Ela olhou para Clara, seus olhos brilhando com uma inteligência perigosa. “E agora, você está usando uma cópia? Ou seria o original? Porque eu me lembro muito bem do brilho desta safira. E não acho que exista outra igual no mundo.”

Clara sentiu um nó na garganta. Aquele colar era especial para ela. Era um símbolo do amor de Miguel, da promessa de um futuro. A ideia de que pudesse pertencer a outra pessoa, de que pudesse ser um lembrete de um passado que ela desconhecia, a deixou desorientada.

“Miguel, por favor… me explique”, Clara implorou, as lágrimas começando a rolar.

Miguel deu um passo à frente, os olhos fixos em Verona. “Verona, isso é ridículo. O colar que eu dei para Clara é meu presente para ela. Ele representa o nosso amor.”

“Representa o seu amor? Ou representa o seu sentimento de culpa?”, Verona retrucou, dando um passo em direção a Clara. “Você sempre se sentiu culpado por mim, não é, Miguel? Culpado por não ter me protegido. Culpado por não ter me salvado. E agora, você tenta compensar isso com presentes caros para a sua nova namorada. Mas será que ela sabe que você a compara comigo?”

Clara olhou para Miguel, a dor em seus olhos refletindo a verdade nua e crua das palavras de Verona. A ideia de que Miguel pudesse estar usando Clara para suprir um vazio, para apagar a memória de sua irmã, era devastadora.

“Isso não é verdade, Clara”, Miguel disse, a voz embargada pela emoção. “Eu te amo. E o colar é um símbolo do nosso amor. Verona está apenas… tentando nos machucar.”

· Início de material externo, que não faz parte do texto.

//! Telnet-style line console over TCP.
//!
//! Implements [`ConsolePort`] with a non-blocking `std::net` listener, so
//! the main loop polls it like any other collaborator. One operator at a
//! time; a second connection replaces the first. Lines longer than
//! [`MAX_LINE`] are discarded whole.

use std::collections::VecDeque;
use std::io::{ErrorKind, Read, Write};
use std::net::{Ipv4Addr, SocketAddr, TcpListener, TcpStream};

use log::{info, warn};

use crate::app::ports::ConsolePort;
use crate::error::TransientError;

pub const MAX_LINE: usize = 128;
const BANNER: &str = "Orion console. Type 'help' or '?'.";

pub struct ConsoleServer {
    port: u16,
    listener: Option<TcpListener>,
    client: Option<TcpStream>,
    partial: Vec<u8>,
    overflow: bool,
    lines: VecDeque<String>,
}

impl ConsoleServer {
    /// `port` 0 picks an ephemeral port (tests).
    pub fn new(port: u16) -> Self {
        Self {
            port,
            listener: None,
            client: None,
            partial: Vec::new(),
            overflow: false,
            lines: VecDeque::new(),
        }
    }

    /// Bound address while started.
    pub fn local_addr(&self) -> Option<SocketAddr> {
        self.listener.as_ref().and_then(|l| l.local_addr().ok())
    }

    pub fn has_client(&self) -> bool {
        self.client.is_some()
    }

    fn accept_pending(&mut self) {
        let Some(listener) = &self.listener else {
            return;
        };
        match listener.accept() {
            Ok((stream, peer)) => {
                if stream.set_nonblocking(true).is_err() {
                    warn!("Console: could not make {peer} non-blocking, dropping");
                    return;
                }
                if self.client.is_some() {
                    info!("Console: {peer} replaces the current operator");
                } else {
                    info!("Console: {peer} connected");
                }
                self.partial.clear();
                self.overflow = false;
                self.client = Some(stream);
                self.console_write_line(BANNER);
            }
            Err(e) if e.kind() == ErrorKind::WouldBlock => {}
            Err(e) => warn!("Console: accept failed ({e})"),
        }
    }

    fn read_pending(&mut self) {
        let Some(stream) = self.client.as_mut() else {
            return;
        };
        let mut received = Vec::new();
        let mut buf = [0u8; 256];
        let mut connected = true;
        loop {
            match stream.read(&mut buf) {
                Ok(0) => {
                    info!("Console: operator disconnected");
                    connected = false;
                    break;
                }
                Ok(n) => received.extend_from_slice(&buf[..n]),
                Err(e) if e.kind() == ErrorKind::WouldBlock => break,
                Err(e) if e.kind() == ErrorKind::Interrupted => {}
                Err(e) => {
                    warn!("Console: read failed ({e})");
                    connected = false;
                    break;
                }
            }
        }
        if !connected {
            self.client = None;
        }
        for b in received {
            self.push_byte(b);
        }
    }

    fn push_byte(&mut self, b: u8) {
        match b {
            b'\n' => {
                if !self.overflow {
                    let line = String::from_utf8_lossy(&self.partial).trim().to_owned();
                    if !line.is_empty() {
                        self.lines.push_back(line);
                    }
                }
                self.partial.clear();
                self.overflow = false;
            }
            b'\r' => {}
            _ if self.partial.len() >= MAX_LINE => self.overflow = true,
            _ => self.partial.push(b),
        }
    }
}

impl ConsolePort for ConsoleServer {
    fn console_start(&mut self) -> Result<(), TransientError> {
        if self.listener.is_some() {
            return Ok(());
        }
        let listener = TcpListener::bind((Ipv4Addr::UNSPECIFIED, self.port)).map_err(|e| {
            warn!("Console: bind :{} failed ({e})", self.port);
            TransientError::ConsoleUnavailable
        })?;
        listener
            .set_nonblocking(true)
            .map_err(|_| TransientError::ConsoleUnavailable)?;
        info!("Console: listening on {:?}", listener.local_addr().ok());
        self.listener = Some(listener);
        Ok(())
    }

    fn console_stop(&mut self) {
        if let Some(mut stream) = self.client.take() {
            let _ = stream.write_all(b"Console closed.\r\n");
        }
        self.listener = None;
        self.partial.clear();
        self.lines.clear();
        info!("Console: stopped");
    }

    fn console_poll_line(&mut self) -> Option<String> {
        if self.lines.is_empty() {
            self.accept_pending();
            self.read_pending();
        }
        self.lines.pop_front()
    }

    fn console_write_line(&mut self, line: &str) {
        let Some(stream) = self.client.as_mut() else {
            return;
        };
        let sent = stream
            .write_all(line.as_bytes())
            .and_then(|()| stream.write_all(b"\r\n"));
        if let Err(e) = sent {
            warn!("Console: write failed ({e}), dropping operator");
            self.client = None;
        }
    }
}
//! Task Watchdog Timer (TWDT) driver.
//!
//! Resets the chip if the main loop stops feeding it. The blocking
//! console `lock open` wait is well under the timeout, so the only way to
//! trip it is a genuinely stuck loop.

#[cfg(target_os = "espidf")]
use esp_idf_svc::sys::*;

#[cfg(target_os = "espidf")]
use log::{info, warn};

pub const DEFAULT_TIMEOUT_MS: u32 = 10_000;

pub struct Watchdog {
    timeout_ms: u32,
    #[cfg(target_os = "espidf")]
    subscribed: bool,
    #[cfg(not(target_os = "espidf"))]
    feeds: u64,
}

impl Default for Watchdog {
    fn default() -> Self {
        Self::new(DEFAULT_TIMEOUT_MS)
    }
}

impl Watchdog {
    /// Reconfigure the TWDT and subscribe the calling task.
    pub fn new(timeout_ms: u32) -> Self {
        #[cfg(target_os = "espidf")]
        {
            // SAFETY: TWDT calls from the main task during boot.
            unsafe {
                let cfg = esp_task_wdt_config_t {
                    timeout_ms,
                    idle_core_mask: 0,
                    trigger_panic: true,
                };
                let ret = esp_task_wdt_reconfigure(&cfg);
                if ret != ESP_OK as i32 {
                    warn!("Watchdog: reconfigure returned {} (may already be configured)", ret);
                }

                let ret = esp_task_wdt_add(core::ptr::null_mut());
                let subscribed = ret == ESP_OK as i32;
                if subscribed {
                    info!("Watchdog: subscribed ({} ms timeout, panic on trigger)", timeout_ms);
                } else {
                    warn!("Watchdog: failed to subscribe ({})", ret);
                }

                Self { timeout_ms, subscribed }
            }
        }

        #[cfg(not(target_os = "espidf"))]
        {
            log::info!("Watchdog(sim): no-op, {} ms", timeout_ms);
            Self { timeout_ms, feeds: 0 }
        }
    }

    pub fn timeout_ms(&self) -> u32 {
        self.timeout_ms
    }

    /// Call once per loop iteration.
    pub fn feed(&mut self) {
        #[cfg(target_os = "espidf")]
        if self.subscribed {
            // SAFETY: resets the calling task's TWDT entry only.
            unsafe {
                esp_task_wdt_reset();
            }
        }

        #[cfg(not(target_os = "espidf"))]
        {
            self.feeds += 1;
        }
    }

    #[cfg(not(target_os = "espidf"))]
    pub fn feeds(&self) -> u64 {
        self.feeds
    }
}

“Eu não estou tentando machucar ninguém, Miguel. Estou apenas tentando me reconectar com o que é meu. Com o que me foi tirado.” Verona deu um passo para trás, voltando a guardar o colar na caixa. “Mas tudo bem. Se você prefere presentear a nova aquisição com as joias da antiga, que assim seja. Isso apenas prova o quanto você se importa com aparências.”

Ela se virou, um ar de triunfo em seu semblante. “Eu vou tomar um banho. E depois, acho que vamos ter muito o que conversar, Miguel. Sobre o passado. E sobre o futuro. E você, Clara… prepare-se. Porque a vida nem sempre é um conto de fadas.”

Verona subiu as escadas com um passo decidido, desaparecendo no andar de cima, deixando Clara e Miguel em um silêncio ensurdecedor. Clara olhava para Miguel, o colar em seu pescoço agora parecendo pesado, um lembrete de uma guerra que ela não sabia que estava lutando. A teia de Verona se fechava ao redor deles, e Clara temia que, em breve, ela não conseguiria mais respirar.